* _Material shown_
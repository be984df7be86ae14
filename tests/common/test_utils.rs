//! Test utilities and helper functions

use crate::common::mock_interface::{MockInterface, MockLatchInterface};
use gpio8::{GpioBank, VgpioLatch};

/// Create a mock bank driver for testing
/// Returns (driver, interface) where interface is a clone that shares state with the driver
pub fn create_mock_bank() -> (GpioBank<MockInterface>, MockInterface) {
    let interface = MockInterface::new();
    let interface_clone = interface.clone();
    let driver = GpioBank::new(interface);
    (driver, interface_clone)
}

/// Create a mock latch driver for testing
/// Returns (driver, interface) where interface is a clone that shares state with the driver
pub fn create_mock_latch() -> (VgpioLatch<MockLatchInterface>, MockLatchInterface) {
    let interface = MockLatchInterface::new();
    let interface_clone = interface.clone();
    let driver = VgpioLatch::new(interface);
    (driver, interface_clone)
}
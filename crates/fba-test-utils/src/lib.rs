//! Testing utilities for FBA workspace
//!
//! Shared principals, backend payloads, integration stores, and a stub HTTP
//! backend.

#![allow(missing_docs)]

pub mod stub;

pub use stub::{RecordedRequest, StubResponse, StubServer, API_PREFIX};

use fba_access::{Principal, Role};
use fba_integrations::{IntegrationCatalog, IntegrationStore, MemoryStorage, DEFAULT_STORAGE_KEY};
use serde_json::{json, Value};

pub fn viewer() -> Principal {
    Principal::new("vic", "vic@example.com", Role::Viewer)
}

pub fn analyst() -> Principal {
    Principal::new("ana", "ana@example.com", Role::Analyst)
}

pub fn admin() -> Principal {
    Principal::new("ada", "ada@example.com", Role::Admin)
}

/// Registered asking for admin, not yet approved
pub fn pending_admin() -> Principal {
    Principal::new("dana", "dana@example.com", Role::Viewer).with_pending_request(Role::Admin)
}

pub fn principal_with_role(role: Role) -> Principal {
    match role {
        Role::Viewer => viewer(),
        Role::Analyst => analyst(),
        Role::Admin => admin(),
    }
}

/// Backend user record for `principal`
pub fn user_json(principal: &Principal) -> Value {
    let mut value = serde_json::to_value(principal).expect("principal serializes");
    value["created_at"] = json!("2024-01-15T10:00:00");
    value
}

/// Backend token pair
pub fn token_json(access_token: &str) -> Value {
    json!({
        "access_token": access_token,
        "refresh_token": format!("refresh-{access_token}"),
        "token_type": "bearer",
    })
}

pub fn memory_store() -> IntegrationStore<MemoryStorage> {
    IntegrationStore::open(IntegrationCatalog::builtin(), MemoryStorage::new())
}

/// Store opened over storage already holding `payload`
pub fn memory_store_with(payload: &str) -> (IntegrationStore<MemoryStorage>, MemoryStorage) {
    let storage = MemoryStorage::with_entry(DEFAULT_STORAGE_KEY, payload);
    let store = IntegrationStore::open(IntegrationCatalog::builtin(), storage.clone());
    (store, storage)
}
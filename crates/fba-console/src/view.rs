//! View state and transient notifications
//!
//! A data view owns a [`ViewState`] per backend resource. Loading always ends
//! with `loading == false`; a failure keeps whatever data was shown before
//! and raises a notification instead of failing the view.

use crate::error::ConsoleError;
use std::collections::VecDeque;
use std::future::Future;

/// Notification severity
#[derive(Debug, Clone, Copy, PartialEq, Eq)]
pub enum NotificationLevel {
    /// Operation completed
    Success,
    /// Neutral information
    Info,
    /// Operation failed
    Error,
}

/// Transient message shown to the user
#[derive(Debug, Clone, PartialEq, Eq)]
pub struct Notification {
    /// Severity
    pub level: NotificationLevel,
    /// Text
    pub message: String,
}

impl Notification {
    /// Success message
    #[must_use]
    pub fn success(message: impl Into<String>) -> Self {
        Self {
            level: NotificationLevel::Success,
            message: message.into(),
        }
    }

    /// Informational message
    #[must_use]
    pub fn info(message: impl Into<String>) -> Self {
        Self {
            level: NotificationLevel::Info,
            message: message.into(),
        }
    }

    /// Error message
    #[must_use]
    pub fn error(message: impl Into<String>) -> Self {
        Self {
            level: NotificationLevel::Error,
            message: message.into(),
        }
    }
}

/// Bounded queue of pending notifications; oldest dropped first
#[derive(Debug, Clone)]
pub struct Notifications {
    queue: VecDeque<Notification>,
    capacity: usize,
}

impl Notifications {
    /// Default queue bound
    pub const DEFAULT_CAPACITY: usize = 16;

    /// Create queue holding at most `capacity` messages
    #[must_use]
    pub fn with_capacity(capacity: usize) -> Self {
        Self {
            queue: VecDeque::with_capacity(capacity),
            capacity: capacity.max(1),
        }
    }

    /// Queue a message
    pub fn push(&mut self, notification: Notification) {
        if self.queue.len() == self.capacity {
            self.queue.pop_front();
        }
        self.queue.push_back(notification);
    }

    /// Take every pending message
    pub fn drain(&mut self) -> Vec<Notification> {
        self.queue.drain(..).collect()
    }

    /// Most recent message
    #[must_use]
    pub fn latest(&self) -> Option<&Notification> {
        self.queue.back()
    }

    /// Number of pending messages
    #[inline]
    #[must_use]
    pub fn len(&self) -> usize {
        self.queue.len()
    }

    /// Check if empty
    #[inline]
    #[must_use]
    pub fn is_empty(&self) -> bool {
        self.queue.is_empty()
    }
}

impl Default for Notifications {
    fn default() -> Self {
        Self::with_capacity(Self::DEFAULT_CAPACITY)
    }
}

/// Loading, data and last error of one backend resource
#[derive(Debug, Clone)]
pub struct ViewState<T> {
    data: Option<T>,
    loading: bool,
    error: Option<String>,
}

impl<T> ViewState<T> {
    /// Empty, idle state
    #[must_use]
    pub fn new() -> Self {
        Self {
            data: None,
            loading: false,
            error: None,
        }
    }

    /// Mark a fetch as started
    pub fn begin(&mut self) {
        self.loading = true;
    }

    /// Record a fetch outcome; returns whether it succeeded
    ///
    /// Clears `loading` in both cases. A failure keeps the previous data and
    /// pushes an error notification.
    pub fn finish<E>(&mut self, result: Result<T, E>, notifications: &mut Notifications) -> bool
    where
        E: Into<ConsoleError>,
    {
        self.loading = false;
        match result {
            Ok(data) => {
                self.data = Some(data);
                self.error = None;
                true
            }
            Err(e) => {
                let message = e.into().user_message();
                tracing::warn!(error = %message, "View load failed");
                notifications.push(Notification::error(message.clone()));
                self.error = Some(message);
                false
            }
        }
    }

    /// Run a fetch through [`begin`](Self::begin) and [`finish`](Self::finish)
    ///
    /// Dropping the returned future mid-fetch clears `loading` and leaves data,
    /// error and notifications untouched.
    pub async fn load<F, E>(&mut self, fetch: F, notifications: &mut Notifications) -> bool
    where
        F: Future<Output = Result<T, E>>,
        E: Into<ConsoleError>,
    {
        let mut in_flight = InFlight::start(self);
        let result = fetch.await;
        in_flight.view.finish(result, notifications)
    }

    /// Last loaded data
    #[inline]
    #[must_use]
    pub fn data(&self) -> Option<&T> {
        self.data.as_ref()
    }

    /// Check if a fetch is in flight
    #[inline]
    #[must_use]
    pub fn is_loading(&self) -> bool {
        self.loading
    }

    /// Message of the last failed fetch, cleared by a success
    #[inline]
    #[must_use]
    pub fn error(&self) -> Option<&str> {
        self.error.as_deref()
    }
}

impl<T> Default for ViewState<T> {
    fn default() -> Self {
        Self::new()
    }
}

/// Holds a view in the loading state until dropped
struct InFlight<'a, T> {
    view: &'a mut ViewState<T>,
}

impl<'a, T> InFlight<'a, T> {
    fn start(view: &'a mut ViewState<T>) -> Self {
        view.begin();
        Self { view }
    }
}

impl<T> Drop for InFlight<'_, T> {
    fn drop(&mut self) {
        self.view.loading = false;
    }
}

* _Try it_
Output every record in full, exactly as it was given.

* _Answer section_
repository be984df7be86ae14
filename tests/common/test_utils.rs
//! Test utilities and helper functions

use crate::common::mock_interface::{MockInterface, MockLatchInterface};
use gpio8::{GpioBank, VgpioLatch};

/// Create a mock bank driver for testing
/// Returns (driver, interface) where interface is a clone that shares state with the driver
pub fn create_mock_bank() -> (GpioBank<MockInterface>, MockInterface) {
    let interface = MockInterface::new();
    let interface_clone = interface.clone();
    let driver = GpioBank::new(interface);
    (driver, interface_clone)
}

/// Create a mock latch driver for testing
/// Returns (driver, interface) where interface is a clone that shares state with the driver
pub fn create_mock_latch() -> (VgpioLatch<MockLatchInterface>, MockLatchInterface) {
    let interface = MockLatchInterface::new();
    let interface_clone = interface.clone();
    let driver = VgpioLatch::new(interface);
    (driver, interface_clone)
}
filename crates/fba-test-utils/src/lib.rs
//! Testing utilities for FBA workspace
//!
//! Shared principals, backend payloads, integration stores, and a stub HTTP
//! backend.

#![allow(missing_docs)]

pub mod stub;

pub use stub::{RecordedRequest, StubResponse, StubServer, API_PREFIX};

use fba_access::{Principal, Role};
use fba_integrations::{IntegrationCatalog, IntegrationStore, MemoryStorage, DEFAULT_STORAGE_KEY};
use serde_json::{json, Value};

pub fn viewer() -> Principal {
    Principal::new("vic", "vic@example.com", Role::Viewer)
}

pub fn analyst() -> Principal {
    Principal::new("ana", "ana@example.com", Role::Analyst)
}

pub fn admin() -> Principal {
    Principal::new("ada", "ada@example.com", Role::Admin)
}

/// Registered asking for admin, not yet approved
pub fn pending_admin() -> Principal {
    Principal::new("dana", "dana@example.com", Role::Viewer).with_pending_request(Role::Admin)
}

pub fn principal_with_role(role: Role) -> Principal {
    match role {
        Role::Viewer => viewer(),
        Role::Analyst => analyst(),
        Role::Admin => admin(),
    }
}

/// Backend user record for `principal`
pub fn user_json(principal: &Principal) -> Value {
    let mut value = serde_json::to_value(principal).expect("principal serializes");
    value["created_at"] = json!("2024-01-15T10:00:00");
    value
}

/// Backend token pair
pub fn token_json(access_token: &str) -> Value {
    json!({
        "access_token": access_token,
        "refresh_token": format!("refresh-{access_token}"),
        "token_type": "bearer",
    })
}

pub fn memory_store() -> IntegrationStore<MemoryStorage> {
    IntegrationStore::open(IntegrationCatalog::builtin(), MemoryStorage::new())
}

/// Store opened over storage already holding `payload`
pub fn memory_store_with(payload: &str) -> (IntegrationStore<MemoryStorage>, MemoryStorage) {
    let storage = MemoryStorage::with_entry(DEFAULT_STORAGE_KEY, payload);
    let store = IntegrationStore::open(IntegrationCatalog::builtin(), storage.clone());
    (store, storage)
}
filename crates/fba-console/src/view.rs
//! View state and transient notifications
//!
//! A data view owns a [`ViewState`] per backend resource. Loading always ends
//! with `loading == false`; a failure keeps whatever data was shown before
//! and raises a notification instead of failing the view.

use crate::error::ConsoleError;
use std::collections::VecDeque;
use std::future::Future;

/// Notification severity
#[derive(Debug, Clone, Copy, PartialEq, Eq)]
pub enum NotificationLevel {
    /// Operation completed
    Success,
    /// Neutral information
    Info,
    /// Operation failed
    Error,
}

/// Transient message shown to the user
#[derive(Debug, Clone, PartialEq, Eq)]
pub struct Notification {
    /// Severity
    pub level: NotificationLevel,
    /// Text
    pub message: String,
}

impl Notification {
    /// Success message
    #[must_use]
    pub fn success(message: impl Into<String>) -> Self {
        Self {
            level: NotificationLevel::Success,
            message: message.into(),
        }
    }

    /// Informational message
    #[must_use]
    pub fn info(message: impl Into<String>) -> Self {
        Self {
            level: NotificationLevel::Info,
            message: message.into(),
        }
    }

    /// Error message
    #[must_use]
    pub fn error(message: impl Into<String>) -> Self {
        Self {
            level: NotificationLevel::Error,
            message: message.into(),
        }
    }
}

/// Bounded queue of pending notifications; oldest dropped first
#[derive(Debug, Clone)]
pub struct Notifications {
    queue: VecDeque<Notification>,
    capacity: usize,
}

impl Notifications {
    /// Default queue bound
    pub const DEFAULT_CAPACITY: usize = 16;

    /// Create queue holding at most `capacity` messages
    #[must_use]
    pub fn with_capacity(capacity: usize) -> Self {
        Self {
            queue: VecDeque::with_capacity(capacity),
            capacity: capacity.max(1),
        }
    }

    /// Queue a message
    pub fn push(&mut self, notification: Notification) {
        if self.queue.len() == self.capacity {
            self.queue.pop_front();
        }
        self.queue.push_back(notification);
    }

    /// Take every pending message
    pub fn drain(&mut self) -> Vec<Notification> {
        self.queue.drain(..).collect()
    }

    /// Most recent message
    #[must_use]
    pub fn latest(&self) -> Option<&Notification> {
        self.queue.back()
    }

    /// Number of pending messages
    #[inline]
    #[must_use]
    pub fn len(&self) -> usize {
        self.queue.len()
    }

    /// Check if empty
    #[inline]
    #[must_use]
    pub fn is_empty(&self) -> bool {
        self.queue.is_empty()
    }
}

impl Default for Notifications {
    fn default() -> Self {
        Self::with_capacity(Self::DEFAULT_CAPACITY)
    }
}

/// Loading, data and last error of one backend resource
#[derive(Debug, Clone)]
pub struct ViewState<T> {
    data: Option<T>,
    loading: bool,
    error: Option<String>,
}

impl<T> ViewState<T> {
    /// Empty, idle state
    #[must_use]
    pub fn new() -> Self {
        Self {
            data: None,
            loading: false,
            error: None,
        }
    }

    /// Mark a fetch as started
    pub fn begin(&mut self) {
        self.loading = true;
    }

    /// Record a fetch outcome; returns whether it succeeded
    ///
    /// Clears `loading` in both cases. A failure keeps the previous data and
    /// pushes an error notification.
    pub fn finish<E>(&mut self, result: Result<T, E>, notifications: &mut Notifications) -> bool
    where
        E: Into<ConsoleError>,
    {
        self.loading = false;
        match result {
            Ok(data) => {
                self.data = Some(data);
                self.error = None;
                true
            }
            Err(e) => {
                let message = e.into().user_message();
                tracing::warn!(error = %message, "View load failed");
                notifications.push(Notification::error(message.clone()));
                self.error = Some(message);
                false
            }
        }
    }

    /// Run a fetch through [`begin`](Self::begin) and [`finish`](Self::finish)
    ///
    /// Dropping the returned future mid-fetch clears `loading` and leaves data,
    /// error and notifications untouched.
    pub async fn load<F, E>(&mut self, fetch: F, notifications: &mut Notifications) -> bool
    where
        F: Future<Output = Result<T, E>>,
        E: Into<ConsoleError>,
    {
        let mut in_flight = InFlight::start(self);
        let result = fetch.await;
        in_flight.view.finish(result, notifications)
    }

    /// Last loaded data
    #[inline]
    #[must_use]
    pub fn data(&self) -> Option<&T> {
        self.data.as_ref()
    }

    /// Check if a fetch is in flight
    #[inline]
    #[must_use]
    pub fn is_loading(&self) -> bool {
        self.loading
    }

    /// Message of the last failed fetch, cleared by a success
    #[inline]
    #[must_use]
    pub fn error(&self) -> Option<&str> {
        self.error.as_deref()
    }
}

impl<T> Default for ViewState<T> {
    fn default() -> Self {
        Self::new()
    }
}

/// Holds a view in the loading state until dropped
struct InFlight<'a, T> {
    view: &'a mut ViewState<T>,
}

impl<'a, T> InFlight<'a, T> {
    fn start(view: &'a mut ViewState<T>) -> Self {
        view.begin();
        Self { view }
    }
}

impl<T> Drop for InFlight<'_, T> {
    fn drop(&mut self) {
        self.view.loading = false;
    }
}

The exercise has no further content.